## ASSIGNED TASK
Copy out each line in the listing below where the word "matched" appears.
┌─ PROVIDED RECORDS
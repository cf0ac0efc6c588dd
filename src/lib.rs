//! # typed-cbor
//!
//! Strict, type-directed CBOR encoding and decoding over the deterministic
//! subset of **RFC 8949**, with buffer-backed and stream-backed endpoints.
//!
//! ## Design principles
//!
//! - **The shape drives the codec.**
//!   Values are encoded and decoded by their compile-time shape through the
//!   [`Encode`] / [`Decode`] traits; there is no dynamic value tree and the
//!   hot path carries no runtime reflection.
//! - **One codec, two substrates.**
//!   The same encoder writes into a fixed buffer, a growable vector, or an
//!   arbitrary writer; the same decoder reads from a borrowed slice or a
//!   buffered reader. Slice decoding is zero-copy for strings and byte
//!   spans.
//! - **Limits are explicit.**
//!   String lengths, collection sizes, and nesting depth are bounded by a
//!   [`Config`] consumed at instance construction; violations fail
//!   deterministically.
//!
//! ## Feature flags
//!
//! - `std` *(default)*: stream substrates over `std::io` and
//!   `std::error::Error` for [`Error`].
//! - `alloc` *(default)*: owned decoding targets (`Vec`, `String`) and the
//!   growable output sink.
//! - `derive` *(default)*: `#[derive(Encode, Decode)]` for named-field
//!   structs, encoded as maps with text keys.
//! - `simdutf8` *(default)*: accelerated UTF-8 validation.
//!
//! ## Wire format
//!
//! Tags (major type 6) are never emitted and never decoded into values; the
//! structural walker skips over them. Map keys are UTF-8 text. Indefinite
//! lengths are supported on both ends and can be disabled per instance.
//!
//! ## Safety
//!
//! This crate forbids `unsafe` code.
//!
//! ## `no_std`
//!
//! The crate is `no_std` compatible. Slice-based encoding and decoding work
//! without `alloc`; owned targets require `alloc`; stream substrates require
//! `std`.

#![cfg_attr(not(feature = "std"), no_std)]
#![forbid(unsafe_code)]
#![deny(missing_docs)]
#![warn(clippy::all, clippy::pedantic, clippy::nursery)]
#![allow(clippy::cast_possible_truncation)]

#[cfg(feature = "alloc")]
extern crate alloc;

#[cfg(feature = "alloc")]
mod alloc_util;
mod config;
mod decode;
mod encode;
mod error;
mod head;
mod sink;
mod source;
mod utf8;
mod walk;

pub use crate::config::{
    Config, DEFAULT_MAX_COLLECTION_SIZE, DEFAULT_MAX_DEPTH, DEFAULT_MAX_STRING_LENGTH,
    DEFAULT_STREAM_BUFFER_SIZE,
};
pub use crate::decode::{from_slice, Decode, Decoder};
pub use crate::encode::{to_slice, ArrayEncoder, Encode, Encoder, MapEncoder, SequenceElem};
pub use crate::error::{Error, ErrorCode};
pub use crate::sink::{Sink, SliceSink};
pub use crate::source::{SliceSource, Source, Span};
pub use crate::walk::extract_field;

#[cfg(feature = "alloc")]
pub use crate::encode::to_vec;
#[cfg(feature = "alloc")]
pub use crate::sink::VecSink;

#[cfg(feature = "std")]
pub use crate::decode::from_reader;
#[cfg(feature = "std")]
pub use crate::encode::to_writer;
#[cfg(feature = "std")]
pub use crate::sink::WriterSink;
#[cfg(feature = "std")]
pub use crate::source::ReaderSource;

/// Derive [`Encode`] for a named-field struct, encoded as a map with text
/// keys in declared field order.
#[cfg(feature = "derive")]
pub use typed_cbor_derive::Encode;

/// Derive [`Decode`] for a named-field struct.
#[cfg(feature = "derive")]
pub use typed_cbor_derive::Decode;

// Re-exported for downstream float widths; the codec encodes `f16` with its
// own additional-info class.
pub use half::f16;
└─
┌─ PROVIDED RECORDS
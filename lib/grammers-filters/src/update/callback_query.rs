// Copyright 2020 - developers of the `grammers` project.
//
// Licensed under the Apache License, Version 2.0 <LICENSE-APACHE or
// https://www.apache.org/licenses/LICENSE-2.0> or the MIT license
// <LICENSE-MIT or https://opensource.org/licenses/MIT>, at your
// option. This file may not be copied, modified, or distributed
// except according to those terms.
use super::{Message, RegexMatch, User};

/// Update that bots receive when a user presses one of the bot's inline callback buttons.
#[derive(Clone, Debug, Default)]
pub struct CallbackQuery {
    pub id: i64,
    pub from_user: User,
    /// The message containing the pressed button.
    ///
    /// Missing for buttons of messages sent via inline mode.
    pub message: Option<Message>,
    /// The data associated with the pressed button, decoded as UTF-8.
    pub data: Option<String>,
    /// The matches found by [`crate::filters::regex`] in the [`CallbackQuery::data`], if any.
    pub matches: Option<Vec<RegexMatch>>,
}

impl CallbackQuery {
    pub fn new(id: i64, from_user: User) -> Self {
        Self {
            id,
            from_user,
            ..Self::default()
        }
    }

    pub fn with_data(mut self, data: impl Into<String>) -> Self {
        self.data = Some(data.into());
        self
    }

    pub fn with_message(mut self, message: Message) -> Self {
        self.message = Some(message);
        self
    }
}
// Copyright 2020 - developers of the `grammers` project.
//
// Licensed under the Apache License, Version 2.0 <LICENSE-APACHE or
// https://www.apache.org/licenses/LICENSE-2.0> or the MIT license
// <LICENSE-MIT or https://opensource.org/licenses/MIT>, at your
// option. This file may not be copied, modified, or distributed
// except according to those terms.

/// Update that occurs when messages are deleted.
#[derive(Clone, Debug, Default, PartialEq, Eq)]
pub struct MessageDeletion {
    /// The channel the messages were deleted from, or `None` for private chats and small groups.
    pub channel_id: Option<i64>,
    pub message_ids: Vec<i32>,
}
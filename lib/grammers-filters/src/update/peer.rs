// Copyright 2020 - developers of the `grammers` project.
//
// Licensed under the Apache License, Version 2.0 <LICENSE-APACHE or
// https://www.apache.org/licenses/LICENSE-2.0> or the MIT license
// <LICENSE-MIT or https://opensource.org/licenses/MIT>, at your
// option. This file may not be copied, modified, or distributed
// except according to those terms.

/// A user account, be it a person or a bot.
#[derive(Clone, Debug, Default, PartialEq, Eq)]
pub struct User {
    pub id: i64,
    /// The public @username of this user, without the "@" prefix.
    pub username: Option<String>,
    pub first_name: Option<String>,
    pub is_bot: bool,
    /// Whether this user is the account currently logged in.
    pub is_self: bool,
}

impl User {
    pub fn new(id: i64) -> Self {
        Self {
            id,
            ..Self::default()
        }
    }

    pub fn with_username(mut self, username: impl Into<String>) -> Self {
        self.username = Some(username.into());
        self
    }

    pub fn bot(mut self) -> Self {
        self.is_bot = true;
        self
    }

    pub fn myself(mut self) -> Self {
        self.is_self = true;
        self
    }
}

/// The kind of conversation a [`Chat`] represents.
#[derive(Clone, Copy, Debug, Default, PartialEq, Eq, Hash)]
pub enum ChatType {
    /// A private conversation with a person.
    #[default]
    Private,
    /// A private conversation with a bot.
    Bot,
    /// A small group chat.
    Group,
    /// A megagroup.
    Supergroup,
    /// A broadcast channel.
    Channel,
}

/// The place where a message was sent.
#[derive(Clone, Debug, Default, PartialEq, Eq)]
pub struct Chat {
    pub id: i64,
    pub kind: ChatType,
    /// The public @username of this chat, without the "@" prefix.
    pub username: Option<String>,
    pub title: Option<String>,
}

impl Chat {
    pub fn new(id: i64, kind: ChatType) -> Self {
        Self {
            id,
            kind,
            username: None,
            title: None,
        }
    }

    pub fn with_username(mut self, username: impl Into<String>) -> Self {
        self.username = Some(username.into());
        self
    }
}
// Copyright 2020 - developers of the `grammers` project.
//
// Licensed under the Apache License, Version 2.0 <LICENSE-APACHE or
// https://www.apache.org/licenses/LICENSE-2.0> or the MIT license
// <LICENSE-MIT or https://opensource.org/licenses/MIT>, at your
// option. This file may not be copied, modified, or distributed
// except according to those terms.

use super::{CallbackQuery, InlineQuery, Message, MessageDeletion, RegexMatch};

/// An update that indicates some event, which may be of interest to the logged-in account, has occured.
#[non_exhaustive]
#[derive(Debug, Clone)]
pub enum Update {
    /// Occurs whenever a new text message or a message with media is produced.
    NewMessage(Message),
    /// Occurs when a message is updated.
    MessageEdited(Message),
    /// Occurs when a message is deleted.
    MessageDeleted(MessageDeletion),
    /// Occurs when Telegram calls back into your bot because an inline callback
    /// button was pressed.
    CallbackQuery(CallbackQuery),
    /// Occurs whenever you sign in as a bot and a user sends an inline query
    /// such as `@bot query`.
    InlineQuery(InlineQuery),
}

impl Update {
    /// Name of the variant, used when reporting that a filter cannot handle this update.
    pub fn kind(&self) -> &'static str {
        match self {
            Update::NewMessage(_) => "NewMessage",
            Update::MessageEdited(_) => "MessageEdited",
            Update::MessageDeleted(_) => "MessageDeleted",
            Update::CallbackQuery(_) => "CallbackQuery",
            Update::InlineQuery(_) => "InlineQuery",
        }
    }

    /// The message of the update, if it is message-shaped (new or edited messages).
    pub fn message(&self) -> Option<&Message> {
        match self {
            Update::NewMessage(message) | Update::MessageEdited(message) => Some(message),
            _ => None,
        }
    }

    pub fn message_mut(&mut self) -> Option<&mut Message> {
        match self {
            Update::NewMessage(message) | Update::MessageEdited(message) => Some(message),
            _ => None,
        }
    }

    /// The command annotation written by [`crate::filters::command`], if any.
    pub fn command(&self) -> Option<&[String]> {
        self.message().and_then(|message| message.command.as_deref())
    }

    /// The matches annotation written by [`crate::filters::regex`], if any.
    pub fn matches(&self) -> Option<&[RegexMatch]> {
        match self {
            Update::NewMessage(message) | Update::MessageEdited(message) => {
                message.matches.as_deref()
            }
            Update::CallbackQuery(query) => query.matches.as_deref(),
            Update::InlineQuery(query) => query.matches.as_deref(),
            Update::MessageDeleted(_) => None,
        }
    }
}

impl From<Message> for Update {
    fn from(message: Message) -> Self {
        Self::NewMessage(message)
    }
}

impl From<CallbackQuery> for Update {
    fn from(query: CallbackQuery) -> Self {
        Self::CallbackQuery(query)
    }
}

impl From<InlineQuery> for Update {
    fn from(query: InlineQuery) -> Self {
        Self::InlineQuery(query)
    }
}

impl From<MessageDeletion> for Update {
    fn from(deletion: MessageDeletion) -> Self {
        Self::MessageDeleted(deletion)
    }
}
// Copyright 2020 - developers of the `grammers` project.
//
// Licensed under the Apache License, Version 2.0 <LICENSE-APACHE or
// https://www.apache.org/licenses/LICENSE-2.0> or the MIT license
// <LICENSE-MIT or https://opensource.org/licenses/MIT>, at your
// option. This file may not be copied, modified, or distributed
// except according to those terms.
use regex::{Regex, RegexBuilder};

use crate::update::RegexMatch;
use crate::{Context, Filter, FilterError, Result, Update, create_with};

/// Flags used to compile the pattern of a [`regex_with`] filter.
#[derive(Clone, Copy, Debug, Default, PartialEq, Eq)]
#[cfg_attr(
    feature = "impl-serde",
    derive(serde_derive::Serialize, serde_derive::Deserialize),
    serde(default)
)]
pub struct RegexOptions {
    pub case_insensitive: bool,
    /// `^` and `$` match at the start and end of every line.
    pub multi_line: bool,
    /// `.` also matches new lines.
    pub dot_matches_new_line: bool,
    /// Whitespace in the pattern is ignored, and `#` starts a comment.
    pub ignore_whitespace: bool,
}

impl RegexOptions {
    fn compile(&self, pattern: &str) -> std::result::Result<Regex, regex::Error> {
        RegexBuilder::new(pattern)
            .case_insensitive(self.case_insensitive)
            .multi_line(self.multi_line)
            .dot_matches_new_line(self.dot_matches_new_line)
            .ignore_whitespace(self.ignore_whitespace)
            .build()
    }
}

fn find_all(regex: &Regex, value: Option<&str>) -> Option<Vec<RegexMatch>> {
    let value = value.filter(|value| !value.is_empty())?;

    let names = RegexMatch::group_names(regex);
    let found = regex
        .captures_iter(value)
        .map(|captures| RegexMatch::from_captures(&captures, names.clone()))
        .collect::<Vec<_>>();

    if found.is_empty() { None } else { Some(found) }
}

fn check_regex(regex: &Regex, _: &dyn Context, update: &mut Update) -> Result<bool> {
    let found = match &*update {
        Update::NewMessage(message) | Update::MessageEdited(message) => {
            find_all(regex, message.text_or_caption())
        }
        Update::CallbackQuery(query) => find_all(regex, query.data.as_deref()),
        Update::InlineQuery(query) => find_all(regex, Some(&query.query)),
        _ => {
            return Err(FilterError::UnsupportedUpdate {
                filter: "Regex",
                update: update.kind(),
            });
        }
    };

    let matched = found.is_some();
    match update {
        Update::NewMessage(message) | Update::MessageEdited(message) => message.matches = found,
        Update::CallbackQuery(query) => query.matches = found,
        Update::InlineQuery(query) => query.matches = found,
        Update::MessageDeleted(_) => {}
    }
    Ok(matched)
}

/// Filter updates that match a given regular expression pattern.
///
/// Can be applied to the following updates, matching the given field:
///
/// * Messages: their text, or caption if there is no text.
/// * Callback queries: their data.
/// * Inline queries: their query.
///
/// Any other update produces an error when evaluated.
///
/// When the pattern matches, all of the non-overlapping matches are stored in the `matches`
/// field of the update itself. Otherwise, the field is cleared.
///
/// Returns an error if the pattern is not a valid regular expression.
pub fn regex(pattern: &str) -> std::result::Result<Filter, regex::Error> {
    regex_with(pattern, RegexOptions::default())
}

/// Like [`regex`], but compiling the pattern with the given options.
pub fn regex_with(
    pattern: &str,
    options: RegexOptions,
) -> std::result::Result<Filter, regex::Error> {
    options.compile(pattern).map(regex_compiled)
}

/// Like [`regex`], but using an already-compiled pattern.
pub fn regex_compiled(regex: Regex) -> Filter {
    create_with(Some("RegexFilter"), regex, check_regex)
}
└─
## RESPONSE
    let matched = found.is_some();
    Ok(matched)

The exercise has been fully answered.